[Data for processing]
use crate::task::{Priority, Task};

/// Task grid filter. Exactly one filter is active at a time.
#[derive(Debug, Clone, Copy, Default, PartialEq, Eq)]
pub enum TaskFilter {
    #[default]
    All,
    Completed,
    Active,
    High,
    Medium,
    Low,
}

impl TaskFilter {
    pub const ALL: [TaskFilter; 6] = [
        Self::All,
        Self::Active,
        Self::Completed,
        Self::High,
        Self::Medium,
        Self::Low,
    ];

    pub fn matches(self, task: &Task) -> bool {
        match self {
            Self::All => true,
            Self::Completed => task.completed,
            Self::Active => !task.completed,
            Self::High => task.priority == Priority::High,
            Self::Medium => task.priority == Priority::Medium,
            Self::Low => task.priority == Priority::Low,
        }
    }

    pub fn label(self) -> &'static str {
        match self {
            Self::All => "all",
            Self::Completed => "completed",
            Self::Active => "active",
            Self::High => "high",
            Self::Medium => "medium",
            Self::Low => "low",
        }
    }

    /// Next filter in toggle order.
    pub fn cycle(self) -> Self {
        let idx = Self::ALL.iter().position(|f| *f == self).unwrap_or(0);
        Self::ALL[(idx + 1) % Self::ALL.len()]
    }
}

/// Task grid sort key. Exactly one sort is active at a time.
#[derive(Debug, Clone, Copy, Default, PartialEq, Eq)]
pub enum TaskSort {
    #[default]
    Priority,
    DueDate,
    Title,
}

impl TaskSort {
    pub fn label(self) -> &'static str {
        match self {
            Self::Priority => "priority",
            Self::DueDate => "due date",
            Self::Title => "title",
        }
    }

    pub fn cycle(self) -> Self {
        match self {
            Self::Priority => Self::DueDate,
            Self::DueDate => Self::Title,
            Self::Title => Self::Priority,
        }
    }
}

/// Presentation-layer view over the in-memory task list: the indices of the
/// tasks that pass `filter`, ordered by `sort`. The authoritative list is
/// never mutated; ties keep their relative order (stable sort).
pub fn visible_tasks(tasks: &[Task], filter: TaskFilter, sort: TaskSort) -> Vec<usize> {
    let mut indices: Vec<usize> = tasks
        .iter()
        .enumerate()
        .filter(|(_, task)| filter.matches(task))
        .map(|(idx, _)| idx)
        .collect();

    match sort {
        TaskSort::Priority => {
            indices.sort_by_key(|&idx| tasks[idx].priority.rank());
        }
        TaskSort::DueDate => {
            indices.sort_by_key(|&idx| tasks[idx].due_date);
        }
        TaskSort::Title => {
            indices.sort_by(|&a, &b| tasks[a].title.cmp(&tasks[b].title));
        }
    }

    indices
}
use ratatui::prelude::*;
use ratatui::widgets::{Clear, Paragraph};

use crate::app::{TaskForm, TaskFormField};
use crate::theme::{Theme, priority_color};

/// Modal overlay for creating or editing a task. Drawn last so it sits on top
/// of whatever tab is underneath.
pub fn render(frame: &mut Frame, form: &TaskForm, area: Rect) {
    let card_width = 56u16.min(area.width.saturating_sub(4));
    let card_height = 14u16.min(area.height.saturating_sub(2));
    let x = (area.width.saturating_sub(card_width)) / 2;
    let y = (area.height.saturating_sub(card_height)) / 2;
    let card = Rect::new(x, y, card_width, card_height);

    let title = if form.editing_id.is_some() {
        " Edit task "
    } else {
        " New task "
    };
    let block = Theme::block_accent()
        .title(title)
        .padding(Theme::PADDING_CARD);
    let inner = block.inner(card);
    frame.render_widget(Clear, card);
    frame.render_widget(block, card);

    let mut lines = vec![
        text_field("Title", &form.title, form.focus == TaskFormField::Title),
        text_field(
            "Notes",
            &form.description,
            form.focus == TaskFormField::Description,
        ),
        text_field(
            "Due",
            &form.due_date,
            form.focus == TaskFormField::DueDate,
        ),
        priority_field(form),
        Line::raw(""),
    ];

    let submit_label = if form.editing_id.is_some() {
        "[ Save changes ]"
    } else {
        "[ Add task ]"
    };
    let submit_focused = form.focus == TaskFormField::Submit;
    let submit_style = if submit_focused {
        Style::new().fg(Color::Black).bg(Theme::ACCENT_BLUE).bold()
    } else {
        Style::new().fg(Theme::TEXT_SECONDARY)
    };
    lines.push(Line::from(vec![
        Span::styled(
            if submit_focused { "> " } else { "  " },
            Style::new().fg(Theme::ACCENT_BLUE),
        ),
        Span::styled(submit_label, submit_style),
    ]));

    if form.busy {
        lines.push(Line::raw(""));
        lines.push(Line::from(Span::styled(
            "Saving...",
            Style::new().fg(Theme::ACCENT_YELLOW).italic(),
        )));
    }
    if let Some(ref error) = form.error {
        lines.push(Line::raw(""));
        lines.push(Line::from(Span::styled(
            error.as_str(),
            Style::new().fg(Theme::ACCENT_RED),
        )));
    }

    lines.push(Line::raw(""));
    lines.push(Line::from(vec![
        Span::styled("Esc ", Style::new().fg(Theme::TEXT_KEY)),
        Span::styled("cancel  ", Style::new().fg(Theme::TEXT_KEY_DESC)),
        Span::styled("Tab ", Style::new().fg(Theme::TEXT_KEY)),
        Span::styled("next field", Style::new().fg(Theme::TEXT_KEY_DESC)),
    ]));

    frame.render_widget(Paragraph::new(lines), inner);
}

fn text_field<'a>(label: &'a str, value: &'a str, focused: bool) -> Line<'a> {
    let marker = if focused { "> " } else { "  " };
    let label_style = if focused {
        Style::new().fg(Theme::TEXT_PRIMARY).bold()
    } else {
        Style::new().fg(Theme::TEXT_SECONDARY)
    };
    let cursor = if focused { "_" } else { "" };
    Line::from(vec![
        Span::styled(marker, Style::new().fg(Theme::ACCENT_BLUE)),
        Span::styled(format!("{label:<10}"), label_style),
        Span::styled(value, Style::new().fg(Theme::TEXT_PRIMARY)),
        Span::styled(cursor, Style::new().fg(Theme::ACCENT_YELLOW)),
    ])
}

fn priority_field(form: &TaskForm) -> Line<'_> {
    let focused = form.focus == TaskFormField::Priority;
    let marker = if focused { "> " } else { "  " };
    let label_style = if focused {
        Style::new().fg(Theme::TEXT_PRIMARY).bold()
    } else {
        Style::new().fg(Theme::TEXT_SECONDARY)
    };
    let hint = if focused { "  (space to cycle)" } else { "" };
    Line::from(vec![
        Span::styled(marker, Style::new().fg(Theme::ACCENT_BLUE)),
        Span::styled(format!("{:<10}", "Priority"), label_style),
        Span::styled(
            form.priority.as_str(),
            Style::new().fg(priority_color(form.priority)).bold(),
        ),
        Span::styled(hint, Style::new().fg(Theme::TEXT_MUTED)),
    ])
}

#[cfg(test)]
mod tests {
    use super::render;
    use crate::app::TaskForm;
    use ratatui::Terminal;
    use ratatui::backend::TestBackend;
    use ratatui::buffer::Buffer;
    use taskdeck_core::Priority;

    fn buffer_to_string(buffer: &Buffer) -> String {
        let area = *buffer.area();
        let mut out = String::new();
        for y in area.top()..area.bottom() {
            for x in area.left()..area.right() {
                out.push_str(buffer[(x, y)].symbol());
            }
            out.push('\n');
        }
        out
    }

    fn render_form(form: &TaskForm) -> String {
        let backend = TestBackend::new(80, 24);
        let mut terminal = Terminal::new(backend).expect("terminal");
        terminal
            .draw(|frame| render(frame, form, frame.area()))
            .expect("draw");
        buffer_to_string(terminal.backend().buffer())
    }

    #[test]
    fn blank_form_offers_the_add_action() {
        let form = TaskForm::blank();
        let text = render_form(&form);
        assert!(text.contains("New task"));
        assert!(text.contains("[ Add task ]"));
        assert!(text.contains("Priority"));
    }

    #[test]
    fn prefilled_form_shows_its_values() {
        let form = TaskForm::prefilled("Complete project proposal", "", Priority::High);
        let text = render_form(&form);
        assert!(text.contains("Complete project proposal"));
        assert!(text.contains("high"));
    }

    #[test]
    fn editing_an_existing_task_changes_the_labels() {
        let mut form = TaskForm::blank();
        form.editing_id = Some("t-1".to_string());
        let text = render_form(&form);
        assert!(text.contains("Edit task"));
        assert!(text.contains("[ Save changes ]"));
    }

    #[test]
    fn errors_are_shown_inline() {
        let mut form = TaskForm::blank();
        form.error = Some("Due date must be YYYY-MM-DD".to_string());
        let text = render_form(&form);
        assert!(text.contains("Due date must be YYYY-MM-DD"));
    }
}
[/Data for processing]
Try it
Would you report every line of the entries above containing the word "grid"?

Exercise answer
/// Task grid filter. Exactly one filter is active at a time.
/// Task grid sort key. Exactly one sort is active at a time.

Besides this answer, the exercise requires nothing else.